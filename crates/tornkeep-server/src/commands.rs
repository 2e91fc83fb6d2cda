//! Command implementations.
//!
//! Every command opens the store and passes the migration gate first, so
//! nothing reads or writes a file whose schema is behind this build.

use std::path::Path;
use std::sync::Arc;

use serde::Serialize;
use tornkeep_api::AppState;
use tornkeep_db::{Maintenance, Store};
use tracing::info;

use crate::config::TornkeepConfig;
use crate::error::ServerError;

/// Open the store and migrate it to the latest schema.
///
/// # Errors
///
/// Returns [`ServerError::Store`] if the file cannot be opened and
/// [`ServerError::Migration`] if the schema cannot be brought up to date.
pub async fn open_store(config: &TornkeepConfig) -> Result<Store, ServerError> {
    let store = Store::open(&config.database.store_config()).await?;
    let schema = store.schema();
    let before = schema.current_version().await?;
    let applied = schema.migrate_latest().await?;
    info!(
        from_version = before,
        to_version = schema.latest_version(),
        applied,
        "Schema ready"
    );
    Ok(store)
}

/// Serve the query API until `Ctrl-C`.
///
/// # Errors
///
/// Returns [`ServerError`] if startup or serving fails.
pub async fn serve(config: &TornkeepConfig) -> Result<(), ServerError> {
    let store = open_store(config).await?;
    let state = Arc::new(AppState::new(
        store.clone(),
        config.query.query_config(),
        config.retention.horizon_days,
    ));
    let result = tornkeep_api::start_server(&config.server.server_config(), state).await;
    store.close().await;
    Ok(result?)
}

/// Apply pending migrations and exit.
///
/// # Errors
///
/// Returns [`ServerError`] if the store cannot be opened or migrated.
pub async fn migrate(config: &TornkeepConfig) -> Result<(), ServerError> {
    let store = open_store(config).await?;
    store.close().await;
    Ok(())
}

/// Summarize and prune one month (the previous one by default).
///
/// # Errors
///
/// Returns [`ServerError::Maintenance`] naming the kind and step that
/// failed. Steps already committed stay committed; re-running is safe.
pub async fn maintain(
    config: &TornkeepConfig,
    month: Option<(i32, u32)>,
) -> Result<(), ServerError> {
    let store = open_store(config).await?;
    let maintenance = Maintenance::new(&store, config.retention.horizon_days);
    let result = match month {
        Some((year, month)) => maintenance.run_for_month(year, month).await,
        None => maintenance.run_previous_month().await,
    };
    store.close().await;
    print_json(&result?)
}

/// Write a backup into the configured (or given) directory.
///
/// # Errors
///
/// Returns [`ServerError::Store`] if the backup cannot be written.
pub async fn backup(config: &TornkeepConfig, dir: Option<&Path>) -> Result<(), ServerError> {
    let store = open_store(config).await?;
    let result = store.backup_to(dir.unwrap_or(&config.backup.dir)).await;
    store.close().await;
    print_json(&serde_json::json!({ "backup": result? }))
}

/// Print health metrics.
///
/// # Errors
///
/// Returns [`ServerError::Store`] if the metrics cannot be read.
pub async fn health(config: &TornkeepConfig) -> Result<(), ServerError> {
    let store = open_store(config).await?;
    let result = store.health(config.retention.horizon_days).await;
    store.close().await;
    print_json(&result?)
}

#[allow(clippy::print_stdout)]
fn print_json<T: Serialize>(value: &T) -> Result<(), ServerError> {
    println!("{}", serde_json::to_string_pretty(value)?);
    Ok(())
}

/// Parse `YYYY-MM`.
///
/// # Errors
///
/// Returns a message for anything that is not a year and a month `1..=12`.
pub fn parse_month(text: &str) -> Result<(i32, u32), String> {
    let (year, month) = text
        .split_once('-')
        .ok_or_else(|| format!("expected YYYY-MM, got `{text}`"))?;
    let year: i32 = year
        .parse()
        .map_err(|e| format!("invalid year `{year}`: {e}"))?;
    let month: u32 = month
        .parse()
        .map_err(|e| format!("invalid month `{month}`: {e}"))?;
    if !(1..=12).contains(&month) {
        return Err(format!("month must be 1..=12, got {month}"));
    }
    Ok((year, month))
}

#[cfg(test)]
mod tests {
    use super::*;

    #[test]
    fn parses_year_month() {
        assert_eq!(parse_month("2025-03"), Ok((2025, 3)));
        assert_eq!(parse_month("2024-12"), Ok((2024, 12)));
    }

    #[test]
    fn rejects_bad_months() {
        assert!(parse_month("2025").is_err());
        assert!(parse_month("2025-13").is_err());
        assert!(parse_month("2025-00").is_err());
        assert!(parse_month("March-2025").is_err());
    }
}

§ **DIRECTIONS FOR THIS TASK**
Your task is to retype all the records above with nothing left out.

§ **WORKED SOLUTION**
filename crates/tornkeep-server/src/commands.rs
repository 2e91fc83fb6d2cda
//! Command implementations.
//!
//! Every command opens the store and passes the migration gate first, so
//! nothing reads or writes a file whose schema is behind this build.

use std::path::Path;
use std::sync::Arc;

use serde::Serialize;
use tornkeep_api::AppState;
use tornkeep_db::{Maintenance, Store};
use tracing::info;

use crate::config::TornkeepConfig;
use crate::error::ServerError;

/// Open the store and migrate it to the latest schema.
///
/// # Errors
///
/// Returns [`ServerError::Store`] if the file cannot be opened and
/// [`ServerError::Migration`] if the schema cannot be brought up to date.
pub async fn open_store(config: &TornkeepConfig) -> Result<Store, ServerError> {
    let store = Store::open(&config.database.store_config()).await?;
    let schema = store.schema();
    let before = schema.current_version().await?;
    let applied = schema.migrate_latest().await?;
    info!(
        from_version = before,
        to_version = schema.latest_version(),
        applied,
        "Schema ready"
    );
    Ok(store)
}

/// Serve the query API until `Ctrl-C`.
///
/// # Errors
///
/// Returns [`ServerError`] if startup or serving fails.
pub async fn serve(config: &TornkeepConfig) -> Result<(), ServerError> {
    let store = open_store(config).await?;
    let state = Arc::new(AppState::new(
        store.clone(),
        config.query.query_config(),
        config.retention.horizon_days,
    ));
    let result = tornkeep_api::start_server(&config.server.server_config(), state).await;
    store.close().await;
    Ok(result?)
}

/// Apply pending migrations and exit.
///
/// # Errors
///
/// Returns [`ServerError`] if the store cannot be opened or migrated.
pub async fn migrate(config: &TornkeepConfig) -> Result<(), ServerError> {
    let store = open_store(config).await?;
    store.close().await;
    Ok(())
}

/// Summarize and prune one month (the previous one by default).
///
/// # Errors
///
/// Returns [`ServerError::Maintenance`] naming the kind and step that
/// failed. Steps already committed stay committed; re-running is safe.
pub async fn maintain(
    config: &TornkeepConfig,
    month: Option<(i32, u32)>,
) -> Result<(), ServerError> {
    let store = open_store(config).await?;
    let maintenance = Maintenance::new(&store, config.retention.horizon_days);
    let result = match month {
        Some((year, month)) => maintenance.run_for_month(year, month).await,
        None => maintenance.run_previous_month().await,
    };
    store.close().await;
    print_json(&result?)
}

/// Write a backup into the configured (or given) directory.
///
/// # Errors
///
/// Returns [`ServerError::Store`] if the backup cannot be written.
pub async fn backup(config: &TornkeepConfig, dir: Option<&Path>) -> Result<(), ServerError> {
    let store = open_store(config).await?;
    let result = store.backup_to(dir.unwrap_or(&config.backup.dir)).await;
    store.close().await;
    print_json(&serde_json::json!({ "backup": result? }))
}

/// Print health metrics.
///
/// # Errors
///
/// Returns [`ServerError::Store`] if the metrics cannot be read.
pub async fn health(config: &TornkeepConfig) -> Result<(), ServerError> {
    let store = open_store(config).await?;
    let result = store.health(config.retention.horizon_days).await;
    store.close().await;
    print_json(&result?)
}

#[allow(clippy::print_stdout)]
fn print_json<T: Serialize>(value: &T) -> Result<(), ServerError> {
    println!("{}", serde_json::to_string_pretty(value)?);
    Ok(())
}

/// Parse `YYYY-MM`.
///
/// # Errors
///
/// Returns a message for anything that is not a year and a month `1..=12`.
pub fn parse_month(text: &str) -> Result<(i32, u32), String> {
    let (year, month) = text
        .split_once('-')
        .ok_or_else(|| format!("expected YYYY-MM, got `{text}`"))?;
    let year: i32 = year
        .parse()
        .map_err(|e| format!("invalid year `{year}`: {e}"))?;
    let month: u32 = month
        .parse()
        .map_err(|e| format!("invalid month `{month}`: {e}"))?;
    if !(1..=12).contains(&month) {
        return Err(format!("month must be 1..=12, got {month}"));
    }
    Ok((year, month))
}

#[cfg(test)]
mod tests {
    use super::*;

    #[test]
    fn parses_year_month() {
        assert_eq!(parse_month("2025-03"), Ok((2025, 3)));
        assert_eq!(parse_month("2024-12"), Ok((2024, 12)));
    }

    #[test]
    fn rejects_bad_months() {
        assert!(parse_month("2025").is_err());
        assert!(parse_month("2025-13").is_err());
        assert!(parse_month("2025-00").is_err());
        assert!(parse_month("March-2025").is_err());
    }
}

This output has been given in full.